» **Exercise brief**
From the first line of the data through the line containing "this layer's input", return each line exactly.
· · · · ·
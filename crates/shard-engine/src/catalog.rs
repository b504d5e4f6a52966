//! Encryption-set and key-chain records plus their tagged persistence.
//!
//! A catalog file is one line with the base64 HMAC-SHA512 tag, then the JSON
//! record list:
//!
//! ```text
//! <base64(HMAC-SHA512(key = sorted backend ids joined by ';', body))>\n
//! <JSON body>
//! ```

use base64::engine::general_purpose::STANDARD as BASE64;
use base64::Engine as _;
use hmac::{Hmac, Mac};
use serde::de::DeserializeOwned;
use serde::{Deserialize, Serialize};
use sha2::Sha512;

use shard_core::types::{BackendId, ChainId, KeyId, SetId};
use shard_core::{ShardError, ShardResult};

type HmacSha512 = Hmac<Sha512>;

/// One cipher layer of a set.
#[derive(Debug, Clone, PartialEq, Eq, Serialize, Deserialize)]
pub struct EncryptionLayer {
    /// Registered cipher name, e.g. `AesCbc`
    pub cipher: String,
    /// Registered padding name applied to this layer's input
    pub padding: String,
    /// Bytes extracted from the layer's key material
    pub key_size: usize,
    pub key_id: KeyId,
}

impl EncryptionLayer {
    pub fn new(
        cipher: impl Into<String>,
        padding: impl Into<String>,
        key_size: usize,
        key_id: KeyId,
    ) -> Self {
        Self {
            cipher: cipher.into(),
            padding: padding.into(),
            key_size,
            key_id,
        }
    }
}

/// Immutable once created. Layer 0 is applied first on encrypt.
#[derive(Debug, Clone, PartialEq, Eq, Serialize, Deserialize)]
pub struct EncryptionSet {
    pub id: SetId,
    pub key_chain: ChainId,
    pub layers: Vec<EncryptionLayer>,
}

/// One key share per backend, in backend order.
#[derive(Debug, Clone, PartialEq, Eq, Serialize, Deserialize)]
pub struct KeyChain {
    pub id: ChainId,
    pub keys: Vec<KeyId>,
}

/// HMAC key for catalog tags: sorted backend ids joined with `;`.
pub fn tag_key(backends: &[BackendId]) -> Vec<u8> {
    let mut ids: Vec<BackendId> = backends.to_vec();
    ids.sort();
    ids.iter()
        .map(|id| id.to_string())
        .collect::<Vec<_>>()
        .join(";")
        .into_bytes()
}

fn mac(key: &[u8]) -> ShardResult<HmacSha512> {
    HmacSha512::new_from_slice(key)
        .map_err(|e| ShardError::Configuration(format!("catalog tag key: {e}")))
}

/// Serialize `records` behind a tag line.
pub fn encode_catalog<T: Serialize>(records: &[T], key: &[u8]) -> ShardResult<Vec<u8>> {
    let body = serde_json::to_vec(records)
        .map_err(|e| ShardError::Format(format!("serializing catalog: {e}")))?;
    let mut mac = mac(key)?;
    mac.update(&body);
    let tag = BASE64.encode(mac.finalize().into_bytes());

    let mut out = Vec::with_capacity(tag.len() + 1 + body.len());
    out.extend_from_slice(tag.as_bytes());
    out.push(b'\n');
    out.extend_from_slice(&body);
    Ok(out)
}

/// Verify the tag line, then parse the body. Nothing is parsed on mismatch.
pub fn decode_catalog<T: DeserializeOwned>(bytes: &[u8], key: &[u8]) -> ShardResult<Vec<T>> {
    let split = bytes
        .iter()
        .position(|b| *b == b'\n')
        .ok_or_else(|| ShardError::Format("catalog has no tag line".into()))?;
    let (tag_line, body) = (&bytes[..split], &bytes[split + 1..]);
    let tag_line = tag_line.strip_suffix(b"\r").unwrap_or(tag_line);
    let tag = BASE64
        .decode(tag_line)
        .map_err(|e| ShardError::Format(format!("catalog tag is not base64: {e}")))?;

    let mut mac = mac(key)?;
    mac.update(body);
    mac.verify_slice(&tag)
        .map_err(|_| ShardError::Format("catalog tag mismatch".into()))?;

    serde_json::from_slice(body).map_err(|e| ShardError::Format(format!("parsing catalog: {e}")))
}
· · · · ·
» **Task solution**
filename crates/shard-engine/src/catalog.rs
repository b504d5e4f6a52966
//! Encryption-set and key-chain records plus their tagged persistence.
//!
//! A catalog file is one line with the base64 HMAC-SHA512 tag, then the JSON
//! record list:
//!
//! ```text
//! <base64(HMAC-SHA512(key = sorted backend ids joined by ';', body))>\n
//! <JSON body>
//! ```

use base64::engine::general_purpose::STANDARD as BASE64;
use base64::Engine as _;
use hmac::{Hmac, Mac};
use serde::de::DeserializeOwned;
use serde::{Deserialize, Serialize};
use sha2::Sha512;

use shard_core::types::{BackendId, ChainId, KeyId, SetId};
use shard_core::{ShardError, ShardResult};

type HmacSha512 = Hmac<Sha512>;

/// One cipher layer of a set.
#[derive(Debug, Clone, PartialEq, Eq, Serialize, Deserialize)]
pub struct EncryptionLayer {
    /// Registered cipher name, e.g. `AesCbc`
    pub cipher: String,
    /// Registered padding name applied to this layer's input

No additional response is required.